MARCELLUS. And their wedding clothes, Bertha! it is that which wrings your heart, is it not? Don't you think of your own, your pigeon's breast poplin, which became you so well, and which was so beautiful? Alas! yes, poor Bertha, it was burnt with the rest, but what is left us to do? God was pleased that it should be so; we might have been burnt also, and we were saved.

BERTHA. What signifies it that we were saved, if we are to perish in our present misery? Would it had pleased God that I had died with my poor Georgette!

MARCELLUS. Bertha, Bertha! is this your love for me? What will be left me now, if I have lost my good wife too?

BERTHA. (Holding out to him her hand.) You are right, Marcellus, and I beg your pardon. With you I can suffer all. But we have bread but for one day, and you see our clothes!

MARCELLUS. God and good people will provide it for us, my wife. To-morrow it will not be Sunday, and we shall work. I have four pair of shoes to mend, which will bring me four pence each; and your wheel, how it will go! We are not yet dead with hunger, though we have been very near it.
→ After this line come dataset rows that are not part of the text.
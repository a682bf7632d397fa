//! Environment variable overrides, applied on top of a file-loaded (or
//! default) [`ErpConfig`]. Prefix: `ERP_FORENSICS_`.
//!
//! Format: `ERP_FORENSICS_<KEY>`, e.g. `ERP_FORENSICS_CONCURRENCY=8`,
//! `ERP_FORENSICS_MODE=live`, `ERP_FORENSICS_LOG_LEVEL=debug`.

use std::env;

use crate::schema::{ConfigError, ErpConfig, RunMode};

pub fn apply_env_overrides(config: &mut ErpConfig) -> Result<(), ConfigError> {
    if let Ok(mode) = env::var("ERP_FORENSICS_MODE") {
        config.mode = match mode.to_lowercase().as_str() {
            "live" => RunMode::Live,
            "offline" => RunMode::Offline,
            other => return Err(ConfigError::Validation(format!("unknown mode: {other}"))),
        };
    }

    if let Ok(concurrency) = env::var("ERP_FORENSICS_CONCURRENCY") {
        config.concurrency = concurrency
            .parse()
            .map_err(|_| ConfigError::Validation(format!("invalid concurrency: {concurrency}")))?;
    }

    if let Ok(modules) = env::var("ERP_FORENSICS_MODULES") {
        config.modules = modules
            .split(',')
            .map(|s| s.trim().to_string())
            .filter(|s| !s.is_empty())
            .collect();
    }

    if let Ok(checkpoint) = env::var("ERP_FORENSICS_CHECKPOINT_ENABLED") {
        config.checkpoint.enabled = matches!(checkpoint.to_lowercase().as_str(), "1" | "true" | "yes");
    }

    if let Ok(namespace) = env::var("ERP_FORENSICS_CHECKPOINT_NAMESPACE") {
        config.checkpoint.namespace = namespace;
    }

    if let Ok(log_level) = env::var("ERP_FORENSICS_LOG_LEVEL") {
        config.log_level = log_level;
    }

    Ok(())
}

#[cfg(test)]
mod tests {
    use super::*;
    use std::sync::Mutex;

    static ENV_LOCK: Mutex<()> = Mutex::new(());

    #[test]
    fn overrides_concurrency_and_mode() {
        let _guard = ENV_LOCK.lock().unwrap();
        env::set_var("ERP_FORENSICS_MODE", "live");
        env::set_var("ERP_FORENSICS_CONCURRENCY", "12");
        let mut config = ErpConfig::default();
        apply_env_overrides(&mut config).unwrap();
        assert_eq!(config.mode, RunMode::Live);
        assert_eq!(config.concurrency, 12);
        env::remove_var("ERP_FORENSICS_MODE");
        env::remove_var("ERP_FORENSICS_CONCURRENCY");
    }

    #[test]
    fn rejects_unknown_mode() {
        let _guard = ENV_LOCK.lock().unwrap();
        env::set_var("ERP_FORENSICS_MODE", "nonsense");
        let mut config = ErpConfig::default();
        assert!(apply_env_overrides(&mut config).is_err());
        env::remove_var("ERP_FORENSICS_MODE");
    }
}
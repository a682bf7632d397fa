//! Token-based conformance replay (spec §4.2.3): replays each trace of
//! an event log against a reference model, accumulating the four
//! token counters and a typed deviation list.

use std::collections::{BTreeMap, VecDeque};

use serde::{Deserialize, Serialize};

use crate::event_log::EventLog;
use crate::reference_model::ReferenceModel;

const BFS_MAX_DEPTH: usize = 5;

#[derive(Debug, Clone, Copy, PartialEq, Eq, Serialize, Deserialize)]
pub enum DeviationType {
    UnexpectedStart,
    Insert,
    Skip,
    InvalidTransition,
    PrematureEnd,
}

impl DeviationType {
    pub fn as_str(&self) -> &'static str {
        match self {
            DeviationType::UnexpectedStart => "unexpected_start",
            DeviationType::Insert => "insert",
            DeviationType::Skip => "skip",
            DeviationType::InvalidTransition => "invalid_transition",
            DeviationType::PrematureEnd => "premature_end",
        }
    }
}

#[derive(Debug, Clone, Serialize, Deserialize)]
pub struct Deviation {
    pub case_id: String,
    pub deviation_type: DeviationType,
    pub activity: String,
}

#[derive(Debug, Clone, Default, Serialize, Deserialize)]
struct TokenCounters {
    produced: u64,
    consumed: u64,
    missing: u64,
    remaining: u64,
}

impl TokenCounters {
    fn fitness(&self) -> f64 {
        let missing_ratio = if self.consumed == 0 {
            0.0
        } else {
            self.missing as f64 / self.consumed as f64
        };
        let remaining_ratio = if self.produced == 0 {
            0.0
        } else {
            self.remaining as f64 / self.produced as f64
        };
        0.5 * (1.0 - missing_ratio) + 0.5 * (1.0 - remaining_ratio)
    }
}

#[derive(Debug, Clone, Serialize, Deserialize)]
pub struct CaseConformance {
    pub case_id: String,
    pub fitness: f64,
    pub deviations: Vec<Deviation>,
}

/// Immutable result of a conformance-checking run (spec §3 "each
/// algorithm emits a typed immutable result struct").
#[derive(Debug, Clone, Serialize, Deserialize)]
pub struct ConformanceResult {
    pub model_id: String,
    pub total_cases: usize,
    pub fully_conformant_cases: usize,
    pub conformance_rate: f64,
    pub aggregate_fitness: f64,
    pub precision: f64,
    pub cases: Vec<CaseConformance>,
    pub deviations_by_type: BTreeMap<String, u64>,
    pub deviations_by_activity: BTreeMap<String, u64>,
    pub average_deviations_per_case: f64,
}

impl ConformanceResult {
    pub fn summary(&self) -> String {
        format!(
            "{}: fitness={:.3} precision={:.3} conformance_rate={:.1}% ({}/{} cases)",
            self.model_id,
            self.aggregate_fitness,
            self.precision,
            self.conformance_rate,
            self.fully_conformant_cases,
            self.total_cases
        )
    }

    pub fn to_serializable(&self) -> serde_json::Value {
        serde_json::to_value(self).unwrap_or(serde_json::Value::Null)
    }
}

#[derive(Debug, Default)]
pub struct ConformanceChecker;

impl ConformanceChecker {
    pub fn new() -> Self {
        Self
    }

    pub fn check(&self, log: &EventLog, model: &ReferenceModel) -> ConformanceResult {
        let mut cases = Vec::new();
        let mut global = TokenCounters::default();
        let mut observed_edges: std::collections::BTreeSet<(String, String)> = std::collections::BTreeSet::new();
        let mut deviations_by_type: BTreeMap<String, u64> = BTreeMap::new();
        let mut deviations_by_activity: BTreeMap<String, u64> = BTreeMap::new();
        let mut total_deviations = 0u64;

        for trace in log.sorted_traces() {
            let mut counters = TokenCounters::default();
            let mut deviations = Vec::new();

            for (i, event) in trace.events.iter().enumerate() {
                let activity = &event.activity;
                if i == 0 {
                    if model.start_activities.contains(activity) {
                        counters.produced += 1;
                        counters.consumed += 1;
                    } else if model.activities.contains(activity) {
                        counters.missing += 1;
                        counters.consumed += 1;
                        counters.produced += 1;
                        deviations.push(Deviation {
                            case_id: trace.case_id.clone(),
                            deviation_type: DeviationType::UnexpectedStart,
                            activity: activity.clone(),
                        });
                    } else {
                        counters.missing += 1;
                        counters.consumed += 1;
                        counters.produced += 1;
                        deviations.push(Deviation {
                            case_id: trace.case_id.clone(),
                            deviation_type: DeviationType::Insert,
                            activity: activity.clone(),
                        });
                    }
                    continue;
                }

                let prev = &trace.events[i - 1].activity;
                observed_edges.insert((prev.clone(), activity.clone()));

                if model.has_edge(prev, activity) {
                    counters.produced += 1;
                    counters.consumed += 1;
                } else if model.activities.contains(activity) {
                    match bfs_path(model, prev, activity, BFS_MAX_DEPTH) {
                        Some(intermediates) => {
                            for skipped in &intermediates {
                                deviations.push(Deviation {
                                    case_id: trace.case_id.clone(),
                                    deviation_type: DeviationType::Skip,
                                    activity: skipped.clone(),
                                });
                            }
                            counters.produced += intermediates.len() as u64;
                            counters.remaining += intermediates.len() as u64;
                            counters.produced += 1;
                            counters.consumed += 1;
                        }
                        None => {
                            counters.missing += 1;
                            counters.consumed += 1;
                            counters.produced += 1;
                            deviations.push(Deviation {
                                case_id: trace.case_id.clone(),
                                deviation_type: DeviationType::InvalidTransition,
                                activity: activity.clone(),
                            });
                        }
                    }
                } else {
                    counters.missing += 1;
                    counters.consumed += 1;
                    counters.produced += 1;
                    deviations.push(Deviation {
                        case_id: trace.case_id.clone(),
                        deviation_type: DeviationType::Insert,
                        activity: activity.clone(),
                    });
                }
            }

            if let Some(last) = trace.events.last() {
                if !model.end_activities.contains(&last.activity) && model.activities.contains(&last.activity) {
                    let shortest_to_end = model
                        .end_activities
                        .iter()
                        .filter_map(|end| bfs_path(model, &last.activity, end, BFS_MAX_DEPTH))
                        .min_by_key(|path| path.len());
                    let intermediate = shortest_to_end.map(|path| path.len()).unwrap_or(0);
                    counters.remaining += intermediate as u64 + 1;
                    deviations.push(Deviation {
                        case_id: trace.case_id.clone(),
                        deviation_type: DeviationType::PrematureEnd,
                        activity: last.activity.clone(),
                    });
                }
            }

            for d in &deviations {
                *deviations_by_type.entry(d.deviation_type.as_str().to_string()).or_insert(0) += 1;
                *deviations_by_activity.entry(d.activity.clone()).or_insert(0) += 1;
            }
            total_deviations += deviations.len() as u64;

            let fitness = counters.fitness();
            global.produced += counters.produced;
            global.consumed += counters.consumed;
            global.missing += counters.missing;
            global.remaining += counters.remaining;

            cases.push(CaseConformance {
                case_id: trace.case_id.clone(),
                fitness,
                deviations,
            });
        }

        let total_cases = cases.len();
        let fully_conformant_cases = cases.iter().filter(|c| c.fitness == 1.0).count();
        let conformance_rate = if total_cases == 0 {
            100.0
        } else {
            (fully_conformant_cases as f64 / total_cases as f64) * 100.0
        };

        let escaping = model
            .edges
            .iter()
            .filter(|e| !observed_edges.contains(&(e.from.clone(), e.to.clone())))
            .count();
        let precision = if model.edge_count() == 0 {
            1.0
        } else {
            1.0 - (escaping as f64 / model.edge_count() as f64)
        };

        let aggregate_fitness = if total_cases == 0 { 1.0 } else { global.fitness() };

        let average_deviations_per_case = if total_cases == 0 {
            0.0
        } else {
            total_deviations as f64 / total_cases as f64
        };

        ConformanceResult {
            model_id: model.id.clone(),
            total_cases,
            fully_conformant_cases,
            conformance_rate,
            aggregate_fitness,
            precision,
            cases,
            deviations_by_type,
            deviations_by_activity,
            average_deviations_per_case,
        }
    }
}

/// BFS over model successors bounded to `max_depth`; returns the
/// ordered names of the intermediate (skipped) activities on the
/// shortest path from `from` to `to`, excluding both endpoints.
/// `None` if no path exists within the bound.
fn bfs_path(model: &ReferenceModel, from: &str, to: &str, max_depth: usize) -> Option<Vec<String>> {
    if from == to {
        return Some(Vec::new());
    }
    let mut visited = std::collections::BTreeSet::new();
    let mut queue: VecDeque<(String, Vec<String>)> = VecDeque::new();
    queue.push_back((from.to_string(), Vec::new()));
    visited.insert(from.to_string());

    while let Some((activity, path)) = queue.pop_front() {
        if path.len() >= max_depth {
            continue;
        }
        for succ in model.successors(&activity) {
            if succ == to {
                return Some(path);
            }
            if visited.insert(succ.clone()) {
                let mut next_path = path.clone();
                next_path.push(succ.clone());
                queue.push_back((succ.clone(), next_path));
            }
        }
    }
    None
}

#[cfg(test)]
mod tests {
    use super::*;
    use crate::event_log::{Event, EventLogBuilder};
    use crate::reference_model::EdgeType;
    use chrono::{TimeZone, Utc};

    fn linear_model() -> ReferenceModel {
        ReferenceModel::new(
            "LINEAR",
            "Linear",
            vec!["A", "B", "C", "D", "E"],
            vec![
                ("A", "B", EdgeType::Sequence),
                ("B", "C", EdgeType::Sequence),
                ("C", "D", EdgeType::Sequence),
                ("D", "E", EdgeType::Sequence),
            ],
            vec!["A"],
            vec!["E"],
        )
    }

    fn log_with_sequence(case_id: &str, activities: &[&str]) -> EventLog {
        let mut builder = EventLogBuilder::new("test");
        let base = Utc.with_ymd_and_hms(2024, 1, 1, 0, 0, 0).unwrap();
        for (i, activity) in activities.iter().enumerate() {
            builder.add_event(case_id, Event::new(*activity, base + chrono::Duration::hours(i as i64)));
        }
        builder.build()
    }

    #[test]
    fn perfect_trace_has_fitness_one_and_no_deviations() {
        let log = log_with_sequence("C1", &["A", "B", "C", "D", "E"]);
        let result = ConformanceChecker::new().check(&log, &linear_model());
        assert_eq!(result.aggregate_fitness, 1.0);
        assert_eq!(result.conformance_rate, 100.0);
        assert_eq!(result.cases[0].deviations.len(), 0);
    }

    #[test]
    fn skip_deviation_records_two_skips() {
        let log = log_with_sequence("C2", &["A", "D", "E"]);
        let result = ConformanceChecker::new().check(&log, &linear_model());
        let case = &result.cases[0];
        let skipped_activities: Vec<&str> = case
            .deviations
            .iter()
            .filter(|d| d.deviation_type == DeviationType::Skip)
            .map(|d| d.activity.as_str())
            .collect();
        assert_eq!(skipped_activities, vec!["B", "C"]);
        assert!(result.deviations_by_activity.contains_key("B"));
        assert!(result.deviations_by_activity.contains_key("C"));
        assert!(!result.deviations_by_activity.contains_key("D"));
        assert!(case.fitness < 1.0);
    }

    #[test]
    fn insert_deviation_recorded_on_unknown_activity() {
        let log = log_with_sequence("C3", &["A", "B", "X", "C", "D", "E"]);
        let result = ConformanceChecker::new().check(&log, &linear_model());
        let case = &result.cases[0];
        let inserts: Vec<_> = case
            .deviations
            .iter()
            .filter(|d| d.deviation_type == DeviationType::Insert)
            .collect();
        assert_eq!(inserts.len(), 1);
        assert_eq!(inserts[0].activity, "X");
        assert!(case.fitness < 1.0);
        assert!(result.deviations_by_activity.contains_key("X"));
    }

    #[test]
    fn fitness_and_precision_bounded_zero_to_one() {
        let log = log_with_sequence("C4", &["A", "Z"]);
        let result = ConformanceChecker::new().check(&log, &linear_model());
        assert!(result.aggregate_fitness >= 0.0 && result.aggregate_fitness <= 1.0);
        assert!(result.precision >= 0.0 && result.precision <= 1.0);
    }

    #[test]
    fn empty_log_yields_sentinel_values_without_panicking() {
        let log = EventLog::new("empty");
        let result = ConformanceChecker::new().check(&log, &linear_model());
        assert_eq!(result.total_cases, 0);
        assert_eq!(result.conformance_rate, 100.0);
        assert_eq!(result.aggregate_fitness, 1.0);
    }
}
We have not been obliged to beg, and it is that which would give me the greatest grief of all. As to receiving what is given us, I am content. Those that seek out the poor have certainly good hearts, and it is pleasing to give them thanks; but to ask of those who will perhaps refuse us, or give with an ill grace, accompanied with abuse; alas! that is hard, very hard; and it is that from which I pray God to spare my old age!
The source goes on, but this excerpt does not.